Problem requirements: Produce word for word the lines of the data below running from the one that has "filename src/infrastructure/mod.rs" to the one that has "pub struct QuotaGate", inclusive, and no others.

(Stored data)
_ _ _ _
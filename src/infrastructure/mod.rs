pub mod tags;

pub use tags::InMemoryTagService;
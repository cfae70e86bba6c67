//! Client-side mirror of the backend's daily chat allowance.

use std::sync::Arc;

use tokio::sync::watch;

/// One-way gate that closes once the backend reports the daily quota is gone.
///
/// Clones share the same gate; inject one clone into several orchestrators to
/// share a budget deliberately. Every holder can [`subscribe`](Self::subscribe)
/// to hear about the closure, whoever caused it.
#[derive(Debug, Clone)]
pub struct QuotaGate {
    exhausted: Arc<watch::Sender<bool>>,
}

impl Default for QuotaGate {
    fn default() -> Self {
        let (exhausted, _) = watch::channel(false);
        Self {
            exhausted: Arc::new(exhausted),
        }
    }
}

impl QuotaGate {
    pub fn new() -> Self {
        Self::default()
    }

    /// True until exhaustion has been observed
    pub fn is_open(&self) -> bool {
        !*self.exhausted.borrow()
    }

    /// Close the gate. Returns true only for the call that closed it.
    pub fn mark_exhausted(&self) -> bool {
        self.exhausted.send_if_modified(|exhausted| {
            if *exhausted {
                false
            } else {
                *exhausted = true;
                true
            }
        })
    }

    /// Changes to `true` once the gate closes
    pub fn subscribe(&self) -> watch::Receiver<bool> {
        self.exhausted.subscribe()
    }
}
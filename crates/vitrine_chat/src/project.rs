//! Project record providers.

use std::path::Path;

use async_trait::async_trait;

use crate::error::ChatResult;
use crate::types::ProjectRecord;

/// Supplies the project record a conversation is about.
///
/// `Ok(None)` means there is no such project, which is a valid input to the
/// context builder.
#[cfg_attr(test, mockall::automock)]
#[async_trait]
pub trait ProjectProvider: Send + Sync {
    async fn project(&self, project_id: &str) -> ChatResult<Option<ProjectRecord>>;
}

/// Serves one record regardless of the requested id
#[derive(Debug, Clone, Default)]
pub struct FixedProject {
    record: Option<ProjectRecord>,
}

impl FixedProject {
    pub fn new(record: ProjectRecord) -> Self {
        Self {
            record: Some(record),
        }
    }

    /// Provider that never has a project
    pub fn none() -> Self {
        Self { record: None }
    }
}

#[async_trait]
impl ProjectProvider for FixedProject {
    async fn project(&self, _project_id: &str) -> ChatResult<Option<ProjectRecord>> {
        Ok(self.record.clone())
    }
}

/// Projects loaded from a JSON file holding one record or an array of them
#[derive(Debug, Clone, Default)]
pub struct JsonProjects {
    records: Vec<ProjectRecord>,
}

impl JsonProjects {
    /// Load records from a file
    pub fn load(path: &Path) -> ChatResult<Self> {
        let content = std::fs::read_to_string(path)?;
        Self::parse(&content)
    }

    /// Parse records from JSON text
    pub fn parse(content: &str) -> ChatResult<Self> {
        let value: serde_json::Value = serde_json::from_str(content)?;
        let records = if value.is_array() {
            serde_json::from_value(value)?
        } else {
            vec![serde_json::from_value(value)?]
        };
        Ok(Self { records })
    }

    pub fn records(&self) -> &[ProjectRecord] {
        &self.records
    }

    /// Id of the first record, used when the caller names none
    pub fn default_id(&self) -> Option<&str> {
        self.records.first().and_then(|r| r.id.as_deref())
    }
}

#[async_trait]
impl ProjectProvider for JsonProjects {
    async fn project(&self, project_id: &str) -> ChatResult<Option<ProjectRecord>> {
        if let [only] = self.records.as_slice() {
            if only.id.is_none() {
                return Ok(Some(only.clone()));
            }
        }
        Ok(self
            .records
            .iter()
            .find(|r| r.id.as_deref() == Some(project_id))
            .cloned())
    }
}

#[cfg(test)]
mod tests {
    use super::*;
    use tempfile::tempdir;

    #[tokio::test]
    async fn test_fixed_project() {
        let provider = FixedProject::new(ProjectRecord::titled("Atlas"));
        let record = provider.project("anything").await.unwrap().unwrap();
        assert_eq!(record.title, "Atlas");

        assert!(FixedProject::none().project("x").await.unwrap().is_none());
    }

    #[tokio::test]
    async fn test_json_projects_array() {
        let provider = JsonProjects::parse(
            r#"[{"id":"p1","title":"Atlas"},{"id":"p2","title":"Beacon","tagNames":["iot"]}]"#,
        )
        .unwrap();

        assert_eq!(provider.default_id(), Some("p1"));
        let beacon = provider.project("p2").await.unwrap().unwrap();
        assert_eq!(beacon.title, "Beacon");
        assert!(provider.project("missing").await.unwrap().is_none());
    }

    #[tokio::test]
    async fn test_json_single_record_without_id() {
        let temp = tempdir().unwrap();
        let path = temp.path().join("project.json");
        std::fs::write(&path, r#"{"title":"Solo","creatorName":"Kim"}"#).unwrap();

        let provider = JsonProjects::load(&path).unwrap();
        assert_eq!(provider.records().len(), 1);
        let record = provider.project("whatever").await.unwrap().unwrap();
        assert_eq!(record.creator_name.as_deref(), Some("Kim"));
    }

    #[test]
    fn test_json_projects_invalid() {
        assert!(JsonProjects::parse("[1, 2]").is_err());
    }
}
_ _ _ _
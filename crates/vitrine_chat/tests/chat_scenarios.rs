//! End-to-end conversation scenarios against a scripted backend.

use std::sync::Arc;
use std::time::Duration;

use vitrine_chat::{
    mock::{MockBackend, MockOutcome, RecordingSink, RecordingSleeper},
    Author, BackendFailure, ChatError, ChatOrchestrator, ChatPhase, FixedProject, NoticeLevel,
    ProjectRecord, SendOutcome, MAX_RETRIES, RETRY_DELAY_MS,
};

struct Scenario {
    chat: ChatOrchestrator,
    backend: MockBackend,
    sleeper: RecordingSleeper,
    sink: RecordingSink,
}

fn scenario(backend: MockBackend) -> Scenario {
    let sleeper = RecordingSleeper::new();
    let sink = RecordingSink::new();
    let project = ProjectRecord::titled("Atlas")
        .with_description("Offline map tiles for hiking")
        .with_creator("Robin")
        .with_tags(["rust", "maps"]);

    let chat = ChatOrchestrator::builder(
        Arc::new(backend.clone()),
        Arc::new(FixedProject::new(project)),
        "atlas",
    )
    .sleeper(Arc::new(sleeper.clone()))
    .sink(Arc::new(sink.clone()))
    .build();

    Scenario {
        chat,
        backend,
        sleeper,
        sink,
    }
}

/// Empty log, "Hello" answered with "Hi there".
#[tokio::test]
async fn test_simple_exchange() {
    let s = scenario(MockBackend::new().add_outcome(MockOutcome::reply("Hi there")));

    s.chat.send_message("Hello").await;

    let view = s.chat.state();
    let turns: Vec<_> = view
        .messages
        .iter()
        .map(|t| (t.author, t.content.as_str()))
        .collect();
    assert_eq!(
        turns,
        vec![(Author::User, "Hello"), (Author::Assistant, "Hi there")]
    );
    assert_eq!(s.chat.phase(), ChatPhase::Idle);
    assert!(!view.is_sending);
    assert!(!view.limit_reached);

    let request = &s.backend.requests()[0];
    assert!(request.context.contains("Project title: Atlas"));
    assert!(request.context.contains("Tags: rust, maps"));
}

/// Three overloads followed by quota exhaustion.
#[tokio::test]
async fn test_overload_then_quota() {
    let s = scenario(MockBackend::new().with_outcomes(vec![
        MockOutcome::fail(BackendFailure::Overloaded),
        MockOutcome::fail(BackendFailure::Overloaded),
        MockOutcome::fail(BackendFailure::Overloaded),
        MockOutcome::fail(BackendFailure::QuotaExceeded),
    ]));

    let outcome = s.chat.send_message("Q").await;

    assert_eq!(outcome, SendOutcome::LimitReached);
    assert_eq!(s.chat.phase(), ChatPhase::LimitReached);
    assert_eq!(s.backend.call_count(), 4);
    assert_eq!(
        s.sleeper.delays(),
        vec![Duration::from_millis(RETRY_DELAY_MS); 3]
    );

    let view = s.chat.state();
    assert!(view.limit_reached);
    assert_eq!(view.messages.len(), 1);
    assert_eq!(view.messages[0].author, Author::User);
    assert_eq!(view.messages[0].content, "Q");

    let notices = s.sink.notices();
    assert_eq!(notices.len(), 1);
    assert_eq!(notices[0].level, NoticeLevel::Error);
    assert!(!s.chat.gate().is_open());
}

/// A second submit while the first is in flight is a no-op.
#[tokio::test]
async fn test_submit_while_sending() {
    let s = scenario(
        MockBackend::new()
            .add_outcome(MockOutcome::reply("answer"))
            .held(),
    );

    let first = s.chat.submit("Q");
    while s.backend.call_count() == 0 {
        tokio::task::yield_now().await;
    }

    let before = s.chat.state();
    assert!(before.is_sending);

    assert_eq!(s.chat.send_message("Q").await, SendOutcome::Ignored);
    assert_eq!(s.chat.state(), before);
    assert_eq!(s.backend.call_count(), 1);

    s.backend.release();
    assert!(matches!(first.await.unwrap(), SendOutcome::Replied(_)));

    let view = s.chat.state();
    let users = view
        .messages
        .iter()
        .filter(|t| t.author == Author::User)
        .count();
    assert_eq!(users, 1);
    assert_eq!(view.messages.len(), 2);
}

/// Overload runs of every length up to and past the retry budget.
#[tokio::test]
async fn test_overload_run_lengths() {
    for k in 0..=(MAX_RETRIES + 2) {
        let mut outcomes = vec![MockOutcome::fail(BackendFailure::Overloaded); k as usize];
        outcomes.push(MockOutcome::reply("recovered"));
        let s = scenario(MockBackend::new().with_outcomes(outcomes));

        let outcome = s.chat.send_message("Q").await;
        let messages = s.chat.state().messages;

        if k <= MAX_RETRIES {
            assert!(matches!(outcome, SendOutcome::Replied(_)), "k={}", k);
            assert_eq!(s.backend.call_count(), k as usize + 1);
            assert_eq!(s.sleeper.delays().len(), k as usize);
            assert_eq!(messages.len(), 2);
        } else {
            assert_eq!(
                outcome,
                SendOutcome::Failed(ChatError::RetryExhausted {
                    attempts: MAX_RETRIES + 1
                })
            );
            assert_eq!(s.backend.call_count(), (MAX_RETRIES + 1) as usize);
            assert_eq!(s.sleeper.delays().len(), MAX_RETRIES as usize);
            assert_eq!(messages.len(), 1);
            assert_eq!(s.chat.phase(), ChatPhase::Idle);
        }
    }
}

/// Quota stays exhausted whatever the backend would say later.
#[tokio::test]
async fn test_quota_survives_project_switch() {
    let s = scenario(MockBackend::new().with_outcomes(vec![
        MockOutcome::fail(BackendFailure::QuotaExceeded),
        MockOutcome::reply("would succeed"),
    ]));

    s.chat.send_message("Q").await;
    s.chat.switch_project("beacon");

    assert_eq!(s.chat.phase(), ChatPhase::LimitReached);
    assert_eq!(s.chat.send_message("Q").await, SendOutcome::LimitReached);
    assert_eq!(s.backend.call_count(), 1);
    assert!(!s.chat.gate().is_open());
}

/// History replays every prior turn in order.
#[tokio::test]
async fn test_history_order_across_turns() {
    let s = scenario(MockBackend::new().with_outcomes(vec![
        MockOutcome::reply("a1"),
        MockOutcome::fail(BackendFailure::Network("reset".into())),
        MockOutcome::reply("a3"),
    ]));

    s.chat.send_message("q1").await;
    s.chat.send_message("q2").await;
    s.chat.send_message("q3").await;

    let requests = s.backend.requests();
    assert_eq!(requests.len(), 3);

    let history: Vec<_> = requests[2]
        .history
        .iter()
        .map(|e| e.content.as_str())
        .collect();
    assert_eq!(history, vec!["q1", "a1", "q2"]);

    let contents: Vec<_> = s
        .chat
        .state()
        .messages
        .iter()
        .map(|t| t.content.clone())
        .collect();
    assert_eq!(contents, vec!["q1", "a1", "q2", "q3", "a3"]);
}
_ _ _ _
Result:
filename src/infrastructure/mod.rs
pub mod tags;

pub use tags::InMemoryTagService;
repository cfae70e86bba6c67
//! Client-side mirror of the backend's daily chat allowance.

use std::sync::Arc;

use tokio::sync::watch;

/// One-way gate that closes once the backend reports the daily quota is gone.
///
/// Clones share the same gate; inject one clone into several orchestrators to
/// share a budget deliberately. Every holder can [`subscribe`](Self::subscribe)
/// to hear about the closure, whoever caused it.
#[derive(Debug, Clone)]
pub struct QuotaGate {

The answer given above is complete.